It’s time to stop whining about the complete absence of bipartisanship in Washington. Soon the Senate will pass a trillion dollar infrastructure bill that 17 Republicans support. If eventually enacted into law, the Infrastructure Investment and Jobs Act will be the “most significant investment in our infrastructure since the construction of the interstate highway system,” according to Senator Susan Collins (R-ME). And, thanks to the Republicans involved in negotiating the bill, there are no new taxes.
What’s not to like?
A lot, but the bill still should be passed. The bill includes $110 billion for bridges and roads, $66 billion for trains, $39 billion for public transportation, and $25 billion for airports and aviation. It also would extend broadband to rural areas and provide $55 billion to improve water quality.
Of special interest to the Eastern Shore is roughly $12 billion for flood mitigation, $238 million for the Chesapeake Bay ecosystem, and even $1.25 billion to support ferries. (It may be a stretch to hope that the federal government would provide Oxford with a new electric-powered ferry to replace Talbot, but stranger things have happened in massive pieces of legislation.)
A summary of the major provisions may be found here.
Much of the spending in the bill is urgently needed. It will help keep America competitive and improve life for all of us. The rest of the bill cannot be described as “urgently needed.” That is no surprise. Lobbyists from a myriad of interests have been busy for months proposing amendments. Dozens of them made it into the bill.
Anyone who has worked on Capitol Hill, regardless of party, will tell you that the making of legislation, like sausage, isn’t pretty. Large bills become magnets for hundreds of amendments, some improving bills and others simply authorizing yet more spending, sometimes for dubious or questionable purposes.
The infrastructure bill is no exception. It did not grow to 2,702 pages without including amendments like Senator Klobuchar’s proposal for a “Senior Corps Distance Volunteering Act” authorizing $5 million in spending. What is “distance volunteering?” Read the bill to find out. In fairness to Senator Klobuchar (D-MN), her amendment may create a great program. I just don’t know what it is and question what it is doing in an infrastructure bill.

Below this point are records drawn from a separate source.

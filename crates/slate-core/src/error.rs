//! Error types for the Slate document model.

use slate_engine::{ParseError, Position};
use thiserror::Error;

/// Errors crossing the public sheet API. Evaluation failures never appear
/// here; they are values (`CellValue::Error`) inside cells.
#[derive(Error, Debug)]
pub enum SheetError {
    /// The given position lies outside the sheet bounds. Raised before any
    /// mutation.
    #[error("invalid position {0:?}")]
    InvalidPosition(Position),

    /// The text began with `=` and the rest failed to parse. The target
    /// cell keeps its previous state.
    #[error("formula error: {0}")]
    Formula(#[from] ParseError),

    /// The edit would close a reference cycle. The target cell keeps its
    /// previous state.
    #[error("circular dependency detected")]
    CircularDependency,
}

pub type Result<T> = std::result::Result<T, SheetError>;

The bill also includes section 23015, entitled “Limousine Research.” I enjoy riding in limos but question the urgency of this research. Section 23015 calls for research on how to make limousines safer and authorizes the government to issue new regulations based on the findings.
Perhaps the most remarkable aspect of the bill is the absence of new taxes. That sounds great, but where will the trillion dollars to pay for the new spending come from? The answer is found in the nuances of Congressional budget accounting, described by some as “smoke and mirrors.”
The details are discouraging. The bill “repurposes” $205 billion in unspent COVID-19 relief funds. Wait—aren’t infections and deaths again on the rise due to the delta variant and the stubborn refusal of too many to get vaccinated or adopt safe practices? It is easy to imagine a new COVID-19 relief bill, most likely including far more than $205 billion in new spending, being enacted later this year.
Other funding for the new spending comes from unspent unemployment benefits, extending various fees, selling oil out of the Strategic Petroleum Reserve, and more. The Wall Street Journal describes the bill as “relying on savings and revenues already baked into the fisc or that are unlikely to happen.”
Interested in more detail? The full bill can be found here.
If the Senate passes the bill, its enactment into law is far from guaranteed. House progressives have tied action on it to a proposed $3.5 trillion “human infrastructure” bill that Republicans universally oppose. House Speaker Pelosi has indicated the House won’t pass the $1 trillion infrastructure bill unless the $3.5 trillion bill is passed.
That’s how Washington works. That’s why the entire kabuki dance taking place this week may result in nothing happening. That’s why any conclusion that the partisan impasse in Washington has been broken is premature.
I don’t plan to read the whole Senate bipartisan bill. Anyone want to speculate on how many Senators will read it before voting on it?
J.E. Dean of Oxford is a retired attorney and public affairs consultant writing on politics, government, birds, and occasionally goldendoodles.
Peter Sweetser says
Your last question is both rhetorical and cynical (or maybe just a reflection of experience), but it does raise a question: Why shouldn’t the citizens be entitled to expect that their representative’s votes (whether yea or nay) be a reflection of their first-hand knowledge of the contents of the bill???
Regulations require that the CEOs of corporations sign their financial reports as an indication that they have read them, understand them, and believe them to be accurate. Why shouldn’t our representatives be required to do the same? I suspect that such a regulation (law?) would result in the creation of future laws that were shorter in length and simpler in language.